TLS 1.3 not completing handshake with TLS 1.2 #288
Description
Issue Description:
With OSH nodes running Java 17 or 21 TLS has been updated to version 1.3. When trying to establish a TLS connection (using the TCP comm module with an OSH driver) to a server that is using Java 11 or earlier, the connection gets stuck in the handshake communication (this repeats indefinitely with no error message).
Attempts to Resolve:
-
Downgrade TLS to 1.2 in launch script: I tried downgrading the TLS version as a flagin the launch.sh with
-Djdk.tls.client.protocols="TLSv1.2" \I monitored the communication in WireShark and it did seem to change the version to TLS 1.2 in the client side (OSH) TLS communications. The handshake continued to repeat without finalizing as before. -
Downgrade the TLS to 1.2 in the TCP comm module code: Downgraded the TLS version in the comm module with the following code
if (config.enableTLS) { SSLContext sslContext = SSLContext.getInstance("TLSv1.2"); sslContext.init(null, null, null); SSLSocketFactory factory = sslContext.getSocketFactory(); socket = factory.createSocket(addr, config.remotePort); ((SSLSocket) socket).startHandshake(); is = socket.getInputStream(); os = socket.getOutputStream();
This also did not change the repeated attempts to finalize the handshake.

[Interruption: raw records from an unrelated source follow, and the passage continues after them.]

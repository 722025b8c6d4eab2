//! Tests for input validation order and rules

use super::*;
use crate::app::models::{HealthDetails, LocationInput, RecordDetails, RecordType};
use crate::app::services::record_repository::validate_input;

fn field_of(input: &NewRecord) -> Option<String> {
    validate_input(input)
        .err()
        .and_then(|e| e.field().map(str::to_string))
}

#[test]
fn test_valid_input() {
    let validated = validate_input(&flu_input()).unwrap();
    assert_eq!(validated.record_type, RecordType::Health);
    assert_eq!(validated.location.barangay, "Y");
    assert_eq!(validated.value, 5.0);
    assert_eq!(
        validated.details,
        RecordDetails::Health(HealthDetails::default())
    );
}

#[test]
fn test_first_offending_field_is_named() {
    assert_eq!(field_of(&NewRecord::default()).as_deref(), Some("type"));

    let mut input = flu_input();
    input.location = None;
    input.date = None;
    assert_eq!(field_of(&input).as_deref(), Some("location.city"));

    let mut input = flu_input();
    input.location = Some(LocationInput {
        city: Some("X".to_string()),
        barangay: Some("   ".to_string()),
    });
    assert_eq!(field_of(&input).as_deref(), Some("location.barangay"));

    let mut input = flu_input();
    input.date = Some("".to_string());
    assert_eq!(field_of(&input).as_deref(), Some("date"));

    let mut input = flu_input();
    input.category = None;
    input.value = None;
    assert_eq!(field_of(&input).as_deref(), Some("category"));

    let mut input = flu_input();
    input.value = None;
    assert_eq!(field_of(&input).as_deref(), Some("value"));
}

#[test]
fn test_type_is_case_sensitive() {
    let mut input = flu_input();
    input.record_type = Some("health".to_string());
    assert_eq!(field_of(&input).as_deref(), Some("type"));
}

#[test]
fn test_unparsable_date_is_rejected() {
    let mut input = flu_input();
    input.date = Some("31/12/2024".to_string());
    assert_eq!(field_of(&input).as_deref(), Some("date"));
}

#[test]
fn test_zero_is_a_value_but_nan_is_not() {
    let mut input = flu_input();
    input.value = Some(0.0);
    assert!(validate_input(&input).is_ok());

    input.value = Some(f64::NAN);
    assert_eq!(field_of(&input).as_deref(), Some("value"));
}

#[test]
fn test_details_must_match_type() {
    let input = flu_input().with_details(RecordDetails::Intervention);
    assert_eq!(field_of(&input).as_deref(), Some("details"));
}

#[test]
fn test_blank_optional_text_is_dropped() {
    let validated = validate_input(&flu_input().with_source(" ").with_notes("  follow up ")).unwrap();
    assert_eq!(validated.source, None);
    assert_eq!(validated.notes.as_deref(), Some("follow up"));
}
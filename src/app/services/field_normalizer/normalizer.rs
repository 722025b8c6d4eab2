//! Main field normalizer
//!
//! Ties the alias table and configured defaults to the per-kind mappers.

use super::aliases::{AliasTable, LogicalField};
use super::climate::climate_record;
use super::field_parsers::optional_text;
use super::health::health_record;
use super::stats::{NormalizeResult, NormalizeStats};
use crate::app::models::{CanonicalRecord, DatasetKind, RecordDate, RecordId, RecordMetadata};
use crate::app::services::csv_parser::RawRow;
use crate::config::NormalizerConfig;
use crate::constants::{DEFAULT_CLIMATE_DATASET, DEFAULT_HEALTH_DATASET};
use tracing::{debug, info, warn};

/// Maps parsed rows onto canonical records
#[derive(Debug, Clone)]
pub struct FieldNormalizer {
    config: NormalizerConfig,
    aliases: AliasTable,
}

impl Default for FieldNormalizer {
    fn default() -> Self {
        Self::new(NormalizerConfig::default())
    }
}

impl FieldNormalizer {
    /// Create a normalizer; configured extra aliases extend the built-in table
    pub fn new(config: NormalizerConfig) -> Self {
        let aliases = AliasTable::with_extras(&config.extra_aliases);
        Self { config, aliases }
    }

    pub fn config(&self) -> &NormalizerConfig {
        &self.config
    }

    pub fn aliases(&self) -> &AliasTable {
        &self.aliases
    }

    /// Normalize one climate row; `row_number` is the fallback id
    ///
    /// Provenance is the default climate dataset file.
    pub fn normalize_climate(&self, row: &RawRow, row_number: usize) -> CanonicalRecord {
        let mut stats = NormalizeStats::new();
        let mut record = climate_record(row, row_number, &self.aliases, &self.config, &mut stats);
        record.metadata = RecordMetadata::imported(DEFAULT_CLIMATE_DATASET);
        record
    }

    /// Normalize one disease row; `row_number` is the fallback id
    ///
    /// Provenance is the default disease dataset file.
    pub fn normalize_health(&self, row: &RawRow, row_number: usize) -> CanonicalRecord {
        let mut stats = NormalizeStats::new();
        let mut record = health_record(row, row_number, &self.aliases, &self.config, &mut stats);
        record.metadata = RecordMetadata::imported(DEFAULT_HEALTH_DATASET);
        record
    }

    /// Normalize every row of one source, stamping import provenance
    ///
    /// Row numbers start at 1. Manual is not a dataset kind and yields no records.
    pub fn normalize_rows(
        &self,
        kind: DatasetKind,
        rows: &[RawRow],
        source_name: &str,
    ) -> NormalizeResult {
        let mut stats = NormalizeStats::new();

        let mapper = match kind {
            DatasetKind::Climate => climate_record,
            DatasetKind::Health => health_record,
            DatasetKind::Manual => {
                warn!("'{}': manual records are not loaded from files", source_name);
                return NormalizeResult {
                    records: Vec::new(),
                    stats,
                };
            }
        };

        let mut records = Vec::with_capacity(rows.len());
        for (index, row) in rows.iter().enumerate() {
            stats.rows_seen += 1;
            let mut record = mapper(row, index + 1, &self.aliases, &self.config, &mut stats);
            record.metadata = RecordMetadata::imported(source_name);
            if record.value.is_none() {
                stats.missing_values += 1;
            }
            records.push(record);
            stats.records_produced += 1;
        }

        if stats.unparsed_dates > 0 {
            warn!(
                "'{}': {} of {} dates did not parse and are flagged unparsed",
                source_name, stats.unparsed_dates, stats.records_produced
            );
        }
        info!("Normalized {} data from '{}': {}", kind, source_name, stats.summary());

        NormalizeResult { records, stats }
    }
}

/// Composite id from the id column, or the row number when it is absent
pub(super) fn record_id(
    row: &RawRow,
    row_number: usize,
    table: &AliasTable,
    kind: DatasetKind,
    stats: &mut NormalizeStats,
) -> RecordId {
    match optional_text(row, table, LogicalField::Id) {
        Some(key) => RecordId::new(kind, key),
        None => {
            stats.generated_ids += 1;
            RecordId::new(kind, row_number.to_string())
        }
    }
}

/// Date kept raw and parsed once; failures are flagged, never guessed
pub(super) fn record_date(row: &RawRow, table: &AliasTable, stats: &mut NormalizeStats) -> RecordDate {
    let raw = optional_text(row, table, LogicalField::Date).unwrap_or_default();
    let date = RecordDate::parse(raw);
    if !date.is_parsed() {
        debug!(
            "Line {}: date '{}' is not ISO or MM/DD/YYYY",
            row.line_number(),
            date.raw()
        );
        stats.unparsed_dates += 1;
    }
    date
}
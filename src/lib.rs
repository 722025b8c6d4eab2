//! Health/Climate Correlation Core
//!
//! A Rust library for ingesting regional health-incident and climate
//! measurement datasets from CSV, merging them into one record collection,
//! and preparing filtered, aggregated and exported views of that collection.
//!
//! This library provides tools for:
//! - Tokenizing CSV text with quoted fields and escaped quotes
//! - Normalizing heterogeneous climate and disease column names to one record schema
//! - Holding the merged collection with validated CRUD and filter queries
//! - Grouping records into daily, weekly, monthly, category and location buckets
//! - Exporting filtered subsets back to spreadsheet-friendly CSV reports

pub mod config;
pub mod constants;
pub mod logging;

// Core application modules
pub mod app {
    pub mod models;
    pub mod services {
        pub mod aggregation;
        pub mod csv_exporter;
        pub mod csv_parser;
        pub mod dataset_loader;
        pub mod field_normalizer;
        pub mod record_repository;
    }
}

// Re-export commonly used types
pub use app::models::{CanonicalRecord, FilterSpec, Location, RecordDate, RecordId, RecordType};
pub use app::services::record_repository::RecordRepository;
pub use config::Config;

/// Result type alias for the health/climate core
pub type Result<T> = std::result::Result<T, Error>;

/// Error types for ingestion, repository and export operations
#[derive(thiserror::Error, Debug)]
pub enum Error {
    /// I/O operation failed
    #[error("I/O error: {message}")]
    Io {
        message: String,
        #[source]
        source: std::io::Error,
    },

    /// CSV input could not be parsed
    #[error("CSV parse error in '{source_name}': {message}")]
    CsvParse {
        source_name: String,
        message: String,
    },

    /// A record failed required-field or enumerated-type checks
    #[error("Validation error on field '{field}': {message}")]
    Validation { field: String, message: String },

    /// Update or delete referenced an unknown record
    #[error("Record not found: {id}")]
    NotFound { id: String },

    /// Configuration error
    #[error("Configuration error: {message}")]
    Configuration { message: String },

    /// A required dataset could not be loaded
    #[error("Dataset load error for '{source_name}': {message}")]
    DatasetLoad {
        source_name: String,
        message: String,
    },

    /// A report request matched no records
    #[error("No records match the report criteria: {message}")]
    EmptyReport { message: String },

    /// JSON (de)serialization failed
    #[error("Serialization error: {message}")]
    Serialization {
        message: String,
        #[source]
        source: serde_json::Error,
    },
}

impl Error {
    /// Create an I/O error with context
    pub fn io(message: impl Into<String>, source: std::io::Error) -> Self {
        Self::Io {
            message: message.into(),
            source,
        }
    }

    /// Create a CSV parse error
    pub fn csv_parse(source_name: impl Into<String>, message: impl Into<String>) -> Self {
        Self::CsvParse {
            source_name: source_name.into(),
            message: message.into(),
        }
    }

    /// Create a validation error naming the offending field
    pub fn validation(field: impl Into<String>, message: impl Into<String>) -> Self {
        Self::Validation {
            field: field.into(),
            message: message.into(),
        }
    }

    /// Create a not found error
    pub fn not_found(id: impl std::fmt::Display) -> Self {
        Self::NotFound { id: id.to_string() }
    }

    /// Create a configuration error
    pub fn configuration(message: impl Into<String>) -> Self {
        Self::Configuration {
            message: message.into(),
        }
    }

    /// Create a dataset load error
    pub fn dataset_load(source_name: impl Into<String>, message: impl Into<String>) -> Self {
        Self::DatasetLoad {
            source_name: source_name.into(),
            message: message.into(),
        }
    }

    /// Create an empty report error
    pub fn empty_report(message: impl Into<String>) -> Self {
        Self::EmptyReport {
            message: message.into(),
        }
    }

    /// Name of the offending field for validation errors
    pub fn field(&self) -> Option<&str> {
        match self {
            Self::Validation { field, .. } => Some(field),
            _ => None,
        }
    }

    /// True for errors the UI layer should show as a message and leave state unchanged
    pub fn is_user_facing(&self) -> bool {
        matches!(
            self,
            Self::Validation { .. } | Self::NotFound { .. } | Self::EmptyReport { .. }
        )
    }
}

// Automatic conversions from common error types
impl From<std::io::Error> for Error {
    fn from(error: std::io::Error) -> Self {
        Self::Io {
            message: "I/O operation failed".to_string(),
            source: error,
        }
    }
}

impl From<serde_json::Error> for Error {
    fn from(error: serde_json::Error) -> Self {
        Self::Serialization {
            message: "JSON serialization failed".to_string(),
            source: error,
        }
    }
}

impl From<toml::de::Error> for Error {
    fn from(error: toml::de::Error) -> Self {
        Self::Configuration {
            message: format!("Invalid TOML configuration: {}", error),
        }
    }
}

impl From<glob::PatternError> for Error {
    fn from(error: glob::PatternError) -> Self {
        Self::Configuration {
            message: format!("Invalid dataset pattern: {}", error),
        }
    }
}
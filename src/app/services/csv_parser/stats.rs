//! Parsing statistics and result structures for CSV ingestion
//!
//! This module provides types for tracking row-shape anomalies and coercion
//! counts, and for handing parsed rows to the field normalizer.

use super::row::RawRow;

/// Parsing result with rows and basic statistics
#[derive(Debug, Clone)]
pub struct ParseResult {
    /// Header cells in file order
    pub headers: Vec<String>,

    /// Parsed data rows
    pub rows: Vec<RawRow>,

    /// Basic parsing statistics
    pub stats: ParseStats,
}

/// Simple parsing statistics
#[derive(Debug, Clone, PartialEq, serde::Serialize, serde::Deserialize)]
pub struct ParseStats {
    /// Total number of lines in the input, blank ones included
    pub total_lines: usize,

    /// Number of data rows produced
    pub rows_parsed: usize,

    /// Number of blank lines dropped
    pub blank_lines_skipped: usize,

    /// Rows with fewer fields than the header (padded with empty text)
    pub short_rows: usize,

    /// Rows with more fields than the header (extra fields dropped)
    pub long_rows: usize,

    /// Cells coerced to numbers
    pub numeric_fields: usize,
}

impl ParseStats {
    /// Create new empty statistics
    pub fn new() -> Self {
        Self {
            total_lines: 0,
            rows_parsed: 0,
            blank_lines_skipped: 0,
            short_rows: 0,
            long_rows: 0,
            numeric_fields: 0,
        }
    }

    /// Rows whose field count differed from the header
    pub fn mismatched_rows(&self) -> usize {
        self.short_rows + self.long_rows
    }

    /// Percentage of rows whose shape matched the header
    pub fn well_formed_rate(&self) -> f64 {
        if self.rows_parsed == 0 {
            100.0
        } else {
            ((self.rows_parsed - self.mismatched_rows()) as f64 / self.rows_parsed as f64) * 100.0
        }
    }

    /// One-line summary for logging
    pub fn summary(&self) -> String {
        format!(
            "{} rows from {} lines ({} blank, {} short, {} long, {} numeric cells)",
            self.rows_parsed,
            self.total_lines,
            self.blank_lines_skipped,
            self.short_rows,
            self.long_rows,
            self.numeric_fields
        )
    }
}

impl Default for ParseStats {
    fn default() -> Self {
        Self::new()
    }
}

Additional Information Gathering:
In order to confirm that the certificates were valid and that this was an issue based on the upgrade to Java 17 and 21 I ran an OSH node built with Java 11. The same driver was able to connect to the server without any trouble and ran as expected. I believe I was still using Java 21 on the launch.sh but the build of the node was done in 11.
My thought is that there is maybe still some differences in the Cipher Suites between the two communications and this may be causing the issue.